_WHAT YOU ARE ASKED TO DO_
Copy out, precisely as given, the lines from the line with "fn drop(&mut self)" to the end of the entries that follow.

_DATA TO USE_
-*-

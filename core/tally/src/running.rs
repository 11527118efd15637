//! Inputs bound to their metadata, ready to be scheduled.

use std::{collections::BTreeMap, time::Duration};

use crate::{filter::Filter, metric::Metric, plugin::Input};

/// An input plugin instance, with its settings.
#[derive(Debug)]
pub struct RunningInput {
    pub input: Box<dyn Input>,
    pub config: InputConfig,
}

/// Settings that are common to every input, extracted from its configuration block.
#[derive(Debug, Clone, Default, PartialEq, Eq)]
pub struct InputConfig {
    /// The plugin type name.
    pub name: String,
    pub filter: Filter,
    /// Collection interval. Zero means "use the agent interval".
    pub interval: Duration,
    /// Tags added to every point of this input. Empty if none was declared.
    pub tags: BTreeMap<String, String>,
    pub measurement_suffix: String,
    pub measurement_prefix: String,
    /// Replaces the measurement name, if not empty.
    pub name_override: String,
}

impl InputConfig {
    /// Creates a configuration with no filter, no tags and the default interval.
    pub fn new(name: impl Into<String>) -> Self {
        Self {
            name: name.into(),
            ..Default::default()
        }
    }

    /// Applies the naming settings to a measurement name: override, then prefix and suffix.
    pub fn measurement_name(&self, base: &str) -> String {
        let name = if self.name_override.is_empty() {
            base
        } else {
            self.name_override.as_str()
        };
        format!("{}{name}{}", self.measurement_prefix, self.measurement_suffix)
    }
}

impl RunningInput {
    pub fn new(input: Box<dyn Input>, config: InputConfig) -> Self {
        Self { input, config }
    }

    /// The plugin type name.
    pub fn name(&self) -> &str {
        &self.config.name
    }

    /// Applies the filter of this input to a point that it produced.
    pub fn should_pass(&self, metric: &Metric) -> bool {
        self.config.filter.should_pass_metric(metric)
    }

    /// Returns the plugin instance as a `T`, if it is one.
    pub fn input_as<T: 'static>(&self) -> Option<&T> {
        self.input.as_any().downcast_ref::<T>()
    }
}

#[cfg(test)]
mod tests {
    use super::InputConfig;

    #[test]
    fn measurement_name() {
        let mut config = InputConfig::new("exec");
        assert_eq!(config.measurement_name("exec"), "exec");

        config.measurement_suffix = String::from("_myothercollector");
        assert_eq!(config.measurement_name("exec"), "exec_myothercollector");

        config.measurement_prefix = String::from("sys_");
        config.name_override = String::from("collector");
        assert_eq!(config.measurement_name("exec"), "sys_collector_myothercollector");
    }

    #[test]
    fn tags_are_never_absent() {
        let config = InputConfig::new("cpu");
        assert!(config.tags.is_empty());
        assert!(!config.filter.is_active());
    }
}
//! Discovery of the settings accepted by a plugin.
//!
//! `#[derive(Deserialize)]` passes the list of the field names of a struct to
//! [`Deserializer::deserialize_struct`]. [`struct_fields`] runs the deserialization
//! with a deserializer that records this list and stops immediately.
use serde::de::{self, Deserialize, Deserializer, Visitor};

/// Returns the names of the fields of `T`, as they appear in the configuration
/// (i.e. after `#[serde(rename)]`).
///
/// Returns an empty slice if `T` does not deserialize from a struct.
///
/// # Example
/// ```
/// use serde::Deserialize;
/// use tally::plugin::fields::struct_fields;
///
/// #[derive(Deserialize)]
/// struct Settings {
///     servers: Vec<String>,
///     #[serde(rename = "unix_sockets")]
///     sockets: Vec<String>,
/// }
///
/// assert_eq!(struct_fields::<Settings>(), &["servers", "unix_sockets"]);
/// ```
pub fn struct_fields<'de, T: Deserialize<'de>>() -> &'static [&'static str] {
    let mut fields = None;
    let _ = T::deserialize(FieldNames(&mut fields));
    fields.unwrap_or_default()
}

struct FieldNames<'a>(&'a mut Option<&'static [&'static str]>);

impl<'de> Deserializer<'de> for FieldNames<'_> {
    type Error = de::value::Error;

    fn deserialize_any<V: Visitor<'de>>(self, _visitor: V) -> Result<V::Value, Self::Error> {
        Err(de::Error::custom("not a struct"))
    }

    fn deserialize_struct<V: Visitor<'de>>(
        self,
        _name: &'static str,
        fields: &'static [&'static str],
        _visitor: V,
    ) -> Result<V::Value, Self::Error> {
        *self.0 = Some(fields);
        Err(de::Error::custom("field names recorded"))
    }

    serde::forward_to_deserialize_any! {
        bool i8 i16 i32 i64 i128 u8 u16 u32 u64 u128 f32 f64 char str string
        bytes byte_buf option unit unit_struct newtype_struct seq tuple
        tuple_struct map enum identifier ignored_any
    }
}
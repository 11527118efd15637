use std::collections::BTreeMap;

use serde_json::{Map, Value};

use super::{apply_default_tags, DataFormat, ParseError, Parser};
use crate::metric::{FieldValue, Metric};

/// Parser for JSON documents.
///
/// The input must be an object, or an array of objects. Each object becomes one metric
/// named after the input. Nested objects are flattened: `{"a": {"b": 1}}` gives the field `a_b`.
/// Only numbers are kept as fields, except for the keys listed in `tag_keys`, which become tags.
#[derive(Debug)]
pub struct JsonParser {
    metric_name: String,
    tag_keys: Vec<String>,
    default_tags: BTreeMap<String, String>,
}

impl JsonParser {
    pub fn new(metric_name: &str, tag_keys: Vec<String>) -> Self {
        Self {
            metric_name: metric_name.to_owned(),
            tag_keys,
            default_tags: BTreeMap::new(),
        }
    }

    fn parse_object(&self, object: &Map<String, Value>) -> Metric {
        let mut metric = Metric::new(self.metric_name.clone());
        for key in &self.tag_keys {
            match object.get(key) {
                Some(Value::String(s)) => {
                    metric.tags.insert(key.clone(), s.clone());
                }
                Some(v @ (Value::Number(_) | Value::Bool(_))) => {
                    metric.tags.insert(key.clone(), v.to_string());
                }
                _ => (),
            }
        }
        flatten("", object, &self.tag_keys, &mut metric.fields);
        apply_default_tags(&mut metric, &self.default_tags);
        metric
    }
}

/// Collects the numeric values of `object` as fields, skipping the keys in `skip`.
fn flatten(prefix: &str, object: &Map<String, Value>, skip: &[String], fields: &mut BTreeMap<String, FieldValue>) {
    for (key, value) in object {
        if skip.contains(key) {
            continue;
        }
        let name = if prefix.is_empty() {
            key.clone()
        } else {
            format!("{prefix}_{key}")
        };
        match value {
            Value::Number(n) => {
                if let Some(f) = n.as_f64() {
                    fields.insert(name, FieldValue::Float(f));
                }
            }
            Value::Object(inner) => flatten(&name, inner, &[], fields),
            _ => (),
        }
    }
}

impl Parser for JsonParser {
    fn parse(&self, buf: &[u8]) -> Result<Vec<Metric>, ParseError> {
        let value: Value = serde_json::from_slice(buf)?;
        match value {
            Value::Object(object) => Ok(vec![self.parse_object(&object)]),
            Value::Array(items) => items
                .iter()
                .map(|item| match item {
                    Value::Object(object) => Ok(self.parse_object(object)),
                    _ => Err(ParseError::invalid("expected an array of JSON objects")),
                })
                .collect(),
            _ => Err(ParseError::invalid("expected a JSON object or an array of objects")),
        }
    }

    fn parse_line(&self, line: &str) -> Result<Metric, ParseError> {
        let mut metrics = self.parse(line.as_bytes())?;
        match metrics.len() {
            1 => Ok(metrics.remove(0)),
            n => Err(ParseError::invalid(format!("expected one metric, got {n}"))),
        }
    }

    fn set_default_tags(&mut self, tags: BTreeMap<String, String>) {
        self.default_tags = tags;
    }

    fn data_format(&self) -> DataFormat {
        DataFormat::Json
    }
}

#[cfg(test)]
mod tests {
    use super::{JsonParser, Parser};
    use crate::metric::{FieldValue, Metric};

    #[test]
    fn nested_object() {
        let parser = JsonParser::new("exec", vec![String::from("host")]);
        let m = parser
            .parse_line(r#"{"host": "a", "load": 1.5, "mem": {"used": 10, "free": 20}, "ok": true, "msg": "x"}"#)
            .unwrap();
        let expected = Metric::new("exec")
            .with_tag("host", "a")
            .with_field("load", 1.5)
            .with_field("mem_used", 10.0)
            .with_field("mem_free", 20.0);
        assert_eq!(m, expected);
    }

    #[test]
    fn numeric_tag_key_is_not_a_field() {
        let parser = JsonParser::new("exec", vec![String::from("id")]);
        let m = parser.parse_line(r#"{"id": 7, "value": 1}"#).unwrap();
        assert_eq!(m, Metric::new("exec").with_tag("id", "7").with_field("value", 1.0));
        assert!(!m.fields.contains_key("id"));

        // only top-level keys are tags
        let m = parser.parse_line(r#"{"inner": {"id": 3}}"#).unwrap();
        assert!(m.tags.is_empty());
        assert_eq!(m.fields["inner_id"], FieldValue::Float(3.0));
    }

    #[test]
    fn array_of_objects() {
        let parser = JsonParser::new("exec", Vec::new());
        let metrics = parser.parse(br#"[{"a": 1}, {"b": 2}]"#).unwrap();
        assert_eq!(metrics.len(), 2);
        assert_eq!(metrics[1].fields["b"], FieldValue::Float(2.0));
        assert!(parser.parse_line(r#"[{"a": 1}, {"b": 2}]"#).is_err());
    }

    #[test]
    fn invalid_documents() {
        let parser = JsonParser::new("exec", Vec::new());
        assert!(parser.parse(b"12").is_err());
        assert!(parser.parse(b"[1, 2]").is_err());
        assert!(parser.parse(b"{not json").is_err());
    }
}
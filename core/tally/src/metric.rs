//! Data points produced by inputs and parsers.

use std::{collections::BTreeMap, fmt};

/// A single data point: a measurement name, some tags and at least one field.
#[derive(Debug, Clone, PartialEq)]
pub struct Metric {
    pub name: String,
    pub tags: BTreeMap<String, String>,
    pub fields: BTreeMap<String, FieldValue>,
    /// Timestamp in nanoseconds since the Unix epoch, if the source provided one.
    pub timestamp: Option<i64>,
}

/// The value of a metric field.
#[derive(Debug, Clone, PartialEq)]
pub enum FieldValue {
    Float(f64),
    Integer(i64),
    Boolean(bool),
    String(String),
}

impl Metric {
    pub fn new(name: impl Into<String>) -> Self {
        Self {
            name: name.into(),
            tags: BTreeMap::new(),
            fields: BTreeMap::new(),
            timestamp: None,
        }
    }

    pub fn with_tag(mut self, key: impl Into<String>, value: impl Into<String>) -> Self {
        self.tags.insert(key.into(), value.into());
        self
    }

    pub fn with_field(mut self, key: impl Into<String>, value: impl Into<FieldValue>) -> Self {
        self.fields.insert(key.into(), value.into());
        self
    }

    pub fn with_timestamp(mut self, timestamp: i64) -> Self {
        self.timestamp = Some(timestamp);
        self
    }
}

impl From<f64> for FieldValue {
    fn from(value: f64) -> Self {
        FieldValue::Float(value)
    }
}

impl From<i64> for FieldValue {
    fn from(value: i64) -> Self {
        FieldValue::Integer(value)
    }
}

impl From<bool> for FieldValue {
    fn from(value: bool) -> Self {
        FieldValue::Boolean(value)
    }
}

impl From<&str> for FieldValue {
    fn from(value: &str) -> Self {
        FieldValue::String(value.to_owned())
    }
}

impl From<String> for FieldValue {
    fn from(value: String) -> Self {
        FieldValue::String(value)
    }
}

impl fmt::Display for FieldValue {
    fn fmt(&self, f: &mut fmt::Formatter<'_>) -> fmt::Result {
        match self {
            FieldValue::Float(v) => write!(f, "{v}"),
            FieldValue::Integer(v) => write!(f, "{v}i"),
            FieldValue::Boolean(v) => write!(f, "{v}"),
            FieldValue::String(v) => write!(f, "{v:?}"),
        }
    }
}
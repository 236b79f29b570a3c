//! The GC-control bridge, built as a loadable native library.
//!
//! # Building
//!
//! ```bash
//! cargo build --release --example gc_control
//! ```
//!
//! # Using
//!
//! Put the resulting library on `java.library.path` and declare the natives
//! in `jvmpigc.GcControl` (see templates/bridge-starter/GcControl.java):
//!
//! ```java
//! if (GcControl.init()) {
//!     GcControl.disableGC();
//!     // ... allocation-sensitive section ...
//!     GcControl.enableGC();
//! }
//! ```

jvmpi_gc::export_gc_natives!("jvmpigc_GcControl");
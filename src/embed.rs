//! Helpers for embedding a JVM inside a Rust process.
//!
//! Used to exercise the bridge against a live VM without a Java harness.
//! Feature-gated behind `embed` to keep the core crate dependency-free by
//! default.

use std::ffi::{CString, NulError};
use std::path::{Path, PathBuf};
use std::ptr;

use crate::env::JniEnv;
use crate::sys::jni;

/// Errors returned by the embedding helpers.
#[derive(Debug)]
pub enum EmbedError {
    Nul(NulError),
    Load(String),
    Jni(jni::jint),
    Locate(String),
}

impl std::fmt::Display for EmbedError {
    fn fmt(&self, f: &mut std::fmt::Formatter<'_>) -> std::fmt::Result {
        match self {
            EmbedError::Nul(e) => write!(f, "invalid option (NUL byte): {e}"),
            EmbedError::Load(e) => write!(f, "failed to load libjvm: {e}"),
            EmbedError::Jni(code) => write!(f, "JNI error: {code}"),
            EmbedError::Locate(msg) => write!(f, "{msg}"),
        }
    }
}

impl std::error::Error for EmbedError {}

impl From<NulError> for EmbedError {
    fn from(value: NulError) -> Self {
        EmbedError::Nul(value)
    }
}

fn libjvm_filename() -> &'static str {
    if cfg!(target_os = "windows") {
        "jvm.dll"
    } else if cfg!(target_os = "macos") {
        "libjvm.dylib"
    } else {
        "libjvm.so"
    }
}

/// Try to locate `libjvm` using `JVM_LIB_PATH` or `JAVA_HOME`.
///
/// The JDK layouts this crate targets predate the JDK 9 directory
/// reshuffle, so the arch-qualified `jre/lib` paths are searched too.
pub fn find_libjvm() -> Result<PathBuf, EmbedError> {
    if let Some(path) = std::env::var_os("JVM_LIB_PATH") {
        let path = PathBuf::from(path);
        if path.exists() {
            return Ok(path);
        }
        return Err(EmbedError::Locate(format!(
            "JVM_LIB_PATH is set but does not exist: {}",
            path.display()
        )));
    }

    let java_home = std::env::var_os("JAVA_HOME").ok_or_else(|| {
        EmbedError::Locate(
            "JAVA_HOME is not set. Set JAVA_HOME or JVM_LIB_PATH to locate libjvm.".to_string(),
        )
    })?;
    let java_home = PathBuf::from(java_home);

    let filename = libjvm_filename();
    let arch = std::env::consts::ARCH;
    let mut rels = vec![
        format!("lib/server/{filename}"),
        format!("jre/lib/server/{filename}"),
        format!("lib/{arch}/server/{filename}"),
        format!("jre/lib/{arch}/server/{filename}"),
        format!("jre/lib/{arch}/classic/{filename}"),
    ];
    if cfg!(target_os = "windows") {
        rels.push(format!("bin/server/{filename}"));
        rels.push(format!("bin/client/{filename}"));
        rels.push(format!("jre/bin/server/{filename}"));
        rels.push(format!("jre/bin/client/{filename}"));
        rels.push(format!("jre/bin/classic/{filename}"));
    }

    rels.iter()
        .map(|r| java_home.join(r))
        .find(|p| p.exists())
        .ok_or_else(|| {
            EmbedError::Locate(format!(
                "Could not find {} under JAVA_HOME={}. Set JVM_LIB_PATH explicitly.",
                filename,
                java_home.display()
            ))
        })
}

/// Builder for creating an embedded JVM.
pub struct JavaVmBuilder {
    version: jni::jint,
    options: Vec<CString>,
    ignore_unrecognized: bool,
}

impl JavaVmBuilder {
    /// Create a new builder for the given JNI version (e.g. `jni::JNI_VERSION_1_2`).
    pub fn new(version: jni::jint) -> Self {
        Self {
            version,
            options: Vec::new(),
            ignore_unrecognized: false,
        }
    }

    /// Add a JVM option like `-Xmx64m` or `-Dkey=value`.
    pub fn option(mut self, opt: &str) -> Result<Self, NulError> {
        self.options.push(CString::new(opt)?);
        Ok(self)
    }

    /// Set whether unrecognized options should be ignored.
    pub fn ignore_unrecognized(mut self, value: bool) -> Self {
        self.ignore_unrecognized = value;
        self
    }

    /// Create a JVM using a raw `JNI_CreateJavaVM` function pointer.
    ///
    /// # Safety
    /// The caller must ensure the function pointer is valid and the JVM
    /// shared library remains loaded for the lifetime of the returned `JavaVm`.
    pub unsafe fn create_with(mut self, create: jni::JNI_CreateJavaVM) -> Result<JavaVm, jni::jint> {
        let mut opt_structs: Vec<jni::JavaVMOption> = self
            .options
            .iter_mut()
            .map(|s| jni::JavaVMOption {
                optionString: s.as_ptr() as *mut std::os::raw::c_char,
                extraInfo: ptr::null_mut(),
            })
            .collect();

        let mut args = jni::JavaVMInitArgs {
            version: self.version,
            nOptions: opt_structs.len() as jni::jint,
            options: if opt_structs.is_empty() {
                ptr::null_mut()
            } else {
                opt_structs.as_mut_ptr()
            },
            ignoreUnrecognized: if self.ignore_unrecognized { 1 } else { 0 },
        };

        let mut vm: *mut jni::JavaVM = ptr::null_mut();
        let mut env: *mut jni::JNIEnv = ptr::null_mut();

        let res = create(&mut vm, &mut env, &mut args);
        if res != jni::JNI_OK {
            return Err(res);
        }
        if vm.is_null() || env.is_null() {
            return Err(jni::JNI_ERR);
        }

        Ok(JavaVm {
            vm,
            creator_env: env,
            destroyed: false,
            _lib: None,
        })
    }

    /// Create a JVM by dynamically loading `libjvm` from the given path.
    pub fn create_from_library<P: AsRef<Path>>(self, path: P) -> Result<JavaVm, EmbedError> {
        let lib = unsafe {
            libloading::Library::new(path.as_ref()).map_err(|e| EmbedError::Load(e.to_string()))?
        };

        // Copy the entry point out before the library moves into the handle.
        let create_fn: jni::JNI_CreateJavaVM = {
            let sym: libloading::Symbol<jni::JNI_CreateJavaVM> = unsafe {
                lib.get(b"JNI_CreateJavaVM\0")
                    .map_err(|e| EmbedError::Load(e.to_string()))?
            };
            *sym
        };

        let mut vm = unsafe { self.create_with(create_fn).map_err(EmbedError::Jni)? };
        vm._lib = Some(lib);
        Ok(vm)
    }

    /// Create a JVM by locating `libjvm` from `JVM_LIB_PATH` or `JAVA_HOME`.
    pub fn create(self) -> Result<JavaVm, EmbedError> {
        let path = find_libjvm()?;
        self.create_from_library(path)
    }
}

/// Embedded JVM handle.
///
/// The `creator_env` is only valid on the thread that created the JVM.
pub struct JavaVm {
    vm: *mut jni::JavaVM,
    creator_env: *mut jni::JNIEnv,
    destroyed: bool,
    _lib: Option<libloading::Library>,
}

impl JavaVm {
    /// Return the raw `JavaVM*` pointer.
    pub fn java_vm_ptr(&self) -> *mut jni::JavaVM {
        self.vm
    }

    /// Return the raw `JNIEnv*` for the thread that created the JVM.
    pub fn creator_env_ptr(&self) -> *mut jni::JNIEnv {
        self.creator_env
    }

    /// Wrap the creator thread's `JNIEnv*` in a `JniEnv`.
    ///
    /// # Safety
    /// This is only valid on the thread that created the JVM.
    pub unsafe fn creator_env(&self) -> JniEnv {
        JniEnv::from_raw(self.creator_env)
    }

    /// Attach the current thread to the JVM and return a `JniEnv`.
    pub fn attach_current_thread(&self) -> Result<JniEnv, jni::jint> {
        let mut env_ptr: *mut std::os::raw::c_void = ptr::null_mut();
        let res =
            unsafe { crate::jvm_call!(self.vm, AttachCurrentThread, &mut env_ptr, ptr::null_mut()) };
        if res != jni::JNI_OK || env_ptr.is_null() {
            return Err(res);
        }
        Ok(unsafe { JniEnv::from_raw(env_ptr as *mut jni::JNIEnv) })
    }

    /// Detach the current thread from the JVM.
    pub fn detach_current_thread(&self) -> Result<(), jni::jint> {
        let res = unsafe { crate::jvm_call!(self.vm, DetachCurrentThread) };
        if res != jni::JNI_OK {
            return Err(res);
        }
        Ok(())
    }

    /// Destroy the JVM (explicit shutdown).
    pub fn destroy(mut self) -> Result<(), jni::jint> {
        let res = unsafe { crate::jvm_call!(self.vm, DestroyJavaVM) };
        if res != jni::JNI_OK {
            return Err(res);
        }
        self.destroyed = true;
        Ok(())
    }
}

impl Drop for JavaVm {
    fn drop(&mut self) {
        if self.destroyed {
            return;
        }
        if !self.vm.is_null() {
            unsafe {
                let _ = crate::jvm_call!(self.vm, DestroyJavaVM);
            }
        }
    }
}
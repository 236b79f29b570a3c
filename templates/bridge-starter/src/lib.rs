// Exports Java_jvmpigc_GcControl_{init,enableGC,disableGC}.
// Rename the literal to match your own class: for com.example.Unsafe
// the argument is "com_example_Unsafe".

jvmpi_gc::export_gc_natives!("jvmpigc_GcControl");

-*-

_SOLVED EXERCISE_
    fn drop(&mut self) {
        if self.destroyed {
            return;
        }
        if !self.vm.is_null() {
            unsafe {
                let _ = crate::jvm_call!(self.vm, DestroyJavaVM);
            }
        }
    }
}
repository 236b79f29b570a3c
filename templates/bridge-starter/src/lib.rs
// Exports Java_jvmpigc_GcControl_{init,enableGC,disableGC}.
// Rename the literal to match your own class: for com.example.Unsafe
// the argument is "com_example_Unsafe".

jvmpi_gc::export_gc_natives!("jvmpigc_GcControl");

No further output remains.